* _Assignment_
Print the first line of the data below and every one after it, through the line containing "let target = watcher.folder().to_path_buf();", exactly as written.

* _Records provided_
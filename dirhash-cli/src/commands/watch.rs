//! Watch command handler

use std::future::Future;
use std::io;
use std::path::PathBuf;
use std::time::Duration;

use anyhow::{Context, Result};
use colored::Colorize;
use dirhash_core::{snapshot_root, DirhashConfig, RootChange, Watcher};
use tokio::time::MissedTickBehavior;
use tracing::{debug, info, warn};

pub async fn handle(folder: PathBuf, config: &DirhashConfig) -> Result<()> {
    println!(
        "{} Watching folder: {}",
        "→".cyan().bold(),
        folder.display().to_string().cyan()
    );
    info!(
        folder = %folder.display(),
        interval = ?config.poll_interval,
        "Watch loop started"
    );

    watch_until(Watcher::new(folder), config.poll_interval, tokio::signal::ctrl_c()).await?;
    println!("{} Stopped watching", "→".dimmed());
    Ok(())
}

/// Poll the watcher every `period` until `shutdown` resolves.
///
/// `shutdown` is created once and stays registered for the whole loop, so a
/// signal that arrives during a snapshot is still seen.
async fn watch_until<F>(mut watcher: Watcher, period: Duration, shutdown: F) -> Result<Watcher>
where
    F: Future<Output = io::Result<()>>,
{
    let mut ticker = tokio::time::interval(period);
    ticker.set_missed_tick_behavior(MissedTickBehavior::Delay);
    tokio::pin!(shutdown);

    loop {
        tokio::select! {
            _ = ticker.tick() => {}
            stop = &mut shutdown => {
                stop.context("Failed to listen for Ctrl-C")?;
                break;
            }
        }

        let target = watcher.folder().to_path_buf();
        let snapshot = tokio::task::spawn_blocking(move || snapshot_root(&target));
        let outcome = tokio::select! {
            joined = snapshot => joined?,
            stop = &mut shutdown => {
                stop.context("Failed to listen for Ctrl-C")?;
                break;
            }
        };

        match outcome {
            Ok(root) => report(&watcher.observe(root)),
            // Transient: keep the last root and try again next tick
            Err(e) => warn!(error = %e, "Snapshot failed, retrying next interval"),
        }
    }

    Ok(watcher)
}

fn report(change: &RootChange) {
    match change {
        RootChange::Initialized(_) => println!("{} {}", "✓".green().bold(), change),
        RootChange::Changed { previous, .. } => {
            debug!(previous = %previous, "Root replaced");
            println!("{} {}", "!".yellow().bold(), change);
        }
        RootChange::Unchanged(root) => debug!(root = %root, "Root unchanged"),
    }
}
//! Command handlers

pub mod proof;
pub mod root;
pub mod visualize;
pub mod watch;

use std::path::Path;

use anyhow::{Context, Result};
use dirhash_core::Snapshot;
use dirhash_merkle::BinaryMerkleTree;
use tracing::info;

/// Snapshot `folder` and build its tree. Fails on unreadable or empty folders.
pub fn load_tree(folder: &Path) -> Result<BinaryMerkleTree> {
    let snapshot = Snapshot::read(folder)
        .with_context(|| format!("Error reading files in {}", folder.display()))?;
    let files = snapshot.len();
    let tree = snapshot
        .build_tree()
        .with_context(|| format!("Cannot build a Merkle tree for {}", folder.display()))?;
    info!(files, root = %tree.root(), "Merkle tree built");
    Ok(tree)
}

* _Solution to this exercise_
filename dirhash-cli/src/commands/watch.rs
//! Watch command handler

use std::future::Future;
use std::io;
use std::path::PathBuf;
use std::time::Duration;

use anyhow::{Context, Result};
use colored::Colorize;
use dirhash_core::{snapshot_root, DirhashConfig, RootChange, Watcher};
use tokio::time::MissedTickBehavior;
use tracing::{debug, info, warn};

pub async fn handle(folder: PathBuf, config: &DirhashConfig) -> Result<()> {
    println!(
        "{} Watching folder: {}",
        "→".cyan().bold(),
        folder.display().to_string().cyan()
    );
    info!(
        folder = %folder.display(),
        interval = ?config.poll_interval,
        "Watch loop started"
    );

    watch_until(Watcher::new(folder), config.poll_interval, tokio::signal::ctrl_c()).await?;
    println!("{} Stopped watching", "→".dimmed());
    Ok(())
}

/// Poll the watcher every `period` until `shutdown` resolves.
///
/// `shutdown` is created once and stays registered for the whole loop, so a
/// signal that arrives during a snapshot is still seen.
async fn watch_until<F>(mut watcher: Watcher, period: Duration, shutdown: F) -> Result<Watcher>
where
    F: Future<Output = io::Result<()>>,
{
    let mut ticker = tokio::time::interval(period);
    ticker.set_missed_tick_behavior(MissedTickBehavior::Delay);
    tokio::pin!(shutdown);

    loop {
        tokio::select! {
            _ = ticker.tick() => {}
            stop = &mut shutdown => {
                stop.context("Failed to listen for Ctrl-C")?;
                break;
            }
        }

        let target = watcher.folder().to_path_buf();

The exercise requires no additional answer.